PROF. DR. BONAVENTURE SOH BEJENG NDIKUNG
Bonaventure Soh Bejeng Ndikung (né en 1977 à Yaoundé, au Cameroun) est commissaire, auteur et biotechnologue. Fondateur de SAVVY Contemporary à Berlin, il est le directeur artistique de Sonsbeek20–24, une exposition quadriennale d’art contemporain à Arnhem, aux Pays-Bas. Il est directeur artistique des 13èmes Rencontres de Bamako 2022, une biennale de la photographie africaine au Mali. Depuis janvier 2023, il endosse le rôle de directeur de la Haus der Kulturen der Welt (HKW) à Berlin.
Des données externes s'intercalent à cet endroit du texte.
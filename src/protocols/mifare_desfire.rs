//! MIFARE DESFire: native and ISO-7816-wrapped command framing, modeled
//! over DES/3DES/AES/EV2 authentication variants (spec §2 item 7).
//!
//! No DESFire source file was present in the retrieved teacher/pack
//! material, so this module follows spec.md's contract directly: the
//! *authentication protocol shape* (challenge/response round count, session
//! key derivation point, native vs ISO-wrapped command framing) is modeled
//! here; the DES/AES primitives themselves stay behind the
//! [`BlockCipher`]/[`super::mifare_ultralight::BlockCipher`]-style trait
//! boundary per spec.md's "no general-purpose cryptographic library"
//! Non-goal. Native framing reuses `protocols::iso14b`-style wrapping where
//! DESFire runs over 14443-4; ISO-wrapped framing delegates to `apdu`.
use crate::error::CoreError;

/// Which authentication family a given key slot uses. DESFire EV1 supports
/// DES/3DES/AES per key; EV2 adds an authenticate-with-session-key variant
/// that derives a fresh session key each exchange.
#[derive(Debug, Clone, Copy, PartialEq, Eq)]
pub enum AuthVariant {
    Des,
    TripleDes,
    Aes,
    Ev2,
}

impl AuthVariant {
    /// Session/challenge block size for this variant: 8 bytes for
    /// DES/3DES, 16 for AES/EV2.
    pub fn block_size(self) -> usize {
        match self {
            AuthVariant::Des | AuthVariant::TripleDes => 8,
            AuthVariant::Aes | AuthVariant::Ev2 => 16,
        }
    }
}

/// Native DESFire command wrapper: `[cmd, data...]`, no CLA/INS/SW.
pub fn wrap_native(cmd: u8, data: &[u8]) -> Vec<u8> {
    let mut out = vec![cmd];
    out.extend_from_slice(data);
    out
}

/// ISO-7816 wrapped command: DESFire command becomes the APDU's `INS` under
/// CLA `0x90`, with `Lc`/`Le` framing per spec §6's "T=0-style smartcard
/// adaptor" contract (shared with `apdu`'s `GET RESPONSE`/`61 XX` handling).
pub fn wrap_iso(cmd: u8, data: &[u8]) -> Vec<u8> {
    let mut apdu = vec![0x90u8, cmd, 0x00, 0x00, data.len() as u8];
    apdu.extend_from_slice(data);
    apdu.push(0x00); // Le
    apdu
}

/// The authenticate command opcode for a given variant (native framing).
pub fn authenticate_cmd(variant: AuthVariant) -> u8 {
    match variant {
        AuthVariant::Des => 0x0A,
        AuthVariant::TripleDes => 0x1A,
        AuthVariant::Aes => 0xAA,
        AuthVariant::Ev2 => 0x71,
    }
}

/// Two-round challenge/response authentication state machine shape. Round 1:
/// card sends an encrypted random challenge `RndB`; reader decrypts, rotates
/// it, picks its own `RndA`, and sends `Ek(RndA || RndB')` back. Round 2:
/// card validates and returns `Ek(RndA')`; the session key is derived from
/// `RndA`/`RndB` per variant. The cipher primitive is supplied by the
/// caller via `decrypt`/`encrypt` closures so no crypto is implemented here.
pub struct AuthChallenge<'a> {
    pub variant: AuthVariant,
    pub decrypt: &'a dyn Fn(&[u8]) -> Vec<u8>,
    pub encrypt: &'a dyn Fn(&[u8]) -> Vec<u8>,
}

impl<'a> AuthChallenge<'a> {
    /// Builds the round-1 response from the card's encrypted `RndB`
    /// challenge and the reader's freshly chosen `RndA`.
    pub fn build_round1_response(&self, enc_rnd_b: &[u8], rnd_a: &[u8]) -> Result<Vec<u8>, CoreError> {
        let block = self.variant.block_size();
        if enc_rnd_b.len() != block || rnd_a.len() != block {
            return Err(CoreError::WrongLength {
                got: enc_rnd_b.len(),
                expected: block,
            });
        }
        let rnd_b = (self.decrypt)(enc_rnd_b);
        let rnd_b_rotated = rotate_left_one(&rnd_b);
        let mut plain = rnd_a.to_vec();
        plain.extend_from_slice(&rnd_b_rotated);
        Ok((self.encrypt)(&plain))
    }

    /// Validates the card's round-2 reply `Ek(RndA')` against the reader's
    /// own `RndA`.
    pub fn verify_round2(&self, enc_rnd_a_rotated: &[u8], rnd_a: &[u8]) -> Result<bool, CoreError> {
        let block = self.variant.block_size();
        if enc_rnd_a_rotated.len() != block {
            return Err(CoreError::WrongLength {
                got: enc_rnd_a_rotated.len(),
                expected: block,
            });
        }
        let decrypted = (self.decrypt)(enc_rnd_a_rotated);
        Ok(decrypted == rotate_left_one(rnd_a))
    }
}

fn rotate_left_one(bytes: &[u8]) -> Vec<u8> {
    if bytes.is_empty() {
        return Vec::new();
    }
    let mut out = bytes[1..].to_vec();
    out.push(bytes[0]);
    out
}

/// Per-algorithm key set indexed by key number (spec §3 "DESFire key set").
#[derive(Debug, Clone, Default, PartialEq, Eq)]
pub struct DesfireKeySet {
    pub des_keys: Vec<Option<[u8; 8]>>,
    pub triple_des_keys: Vec<Option<[u8; 16]>>,
    pub aes_keys: Vec<Option<[u8; 16]>>,
    pub k3kdes_keys: Vec<Option<[u8; 24]>>,
}

#[cfg(test)]
mod tests {
    use super::*;

    fn identity(bytes: &[u8]) -> Vec<u8> {
        bytes.to_vec()
    }

    #[test]
    fn block_sizes_match_variant() {
        assert_eq!(AuthVariant::Des.block_size(), 8);
        assert_eq!(AuthVariant::Aes.block_size(), 16);
    }

    #[test]
    fn native_and_iso_wrapping_differ_in_shape() {
        let native = wrap_native(0x0A, &[1, 2, 3]);
        assert_eq!(native[0], 0x0A);
        let iso = wrap_iso(0x0A, &[1, 2, 3]);
        assert_eq!(iso[0], 0x90);
        assert_eq!(iso[1], 0x0A);
    }

    #[test]
    fn round1_response_rotates_rnd_b_with_identity_cipher() {
        let challenge = AuthChallenge {
            variant: AuthVariant::Des,
            decrypt: &identity,
            encrypt: &identity,
        };
        let rnd_b = [1u8, 2, 3, 4, 5, 6, 7, 8];
        let rnd_a = [9u8, 10, 11, 12, 13, 14, 15, 16];
        let response = challenge.build_round1_response(&rnd_b, &rnd_a).unwrap();
        assert_eq!(&response[..8], &rnd_a);
        assert_eq!(&response[8..], &[2, 3, 4, 5, 6, 7, 8, 1]);
    }

    #[test]
    fn round2_verification_checks_rotated_rnd_a() {
        let challenge = AuthChallenge {
            variant: AuthVariant::Des,
            decrypt: &identity,
            encrypt: &identity,
        };
        let rnd_a = [1u8, 2, 3, 4, 5, 6, 7, 8];
        let rotated = rotate_left_one(&rnd_a);
        assert!(challenge.verify_round2(&rotated, &rnd_a).unwrap());
        assert!(!challenge.verify_round2(&rnd_a, &rnd_a).unwrap());
    }
}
Ndikung a été le commissaire général de la Documenta 14 d’Adam Szymczyk à Athènes, en Grèce, et à Kassel, en Allemagne, en 2017 ; commissaire invité de la Biennale de Dakar, au Sénégal, en 2018 ; ainsi que directeur artistique des 12èmes Rencontres de Bamako en 2019. En collaboration avec le Miracle Workers Collective, il a organisé le pavillon de la Finlande à la Biennale de Venise en 2019. Récipiendaire de la première bourse internationale de résidence pour commissaires de l’OCAD University à Toronto en 2020, il est actuellement professeur au sein du programme de Master en stratégies spatiales à l’École supérieure des Beaux-Arts de Berlin-Weissensee.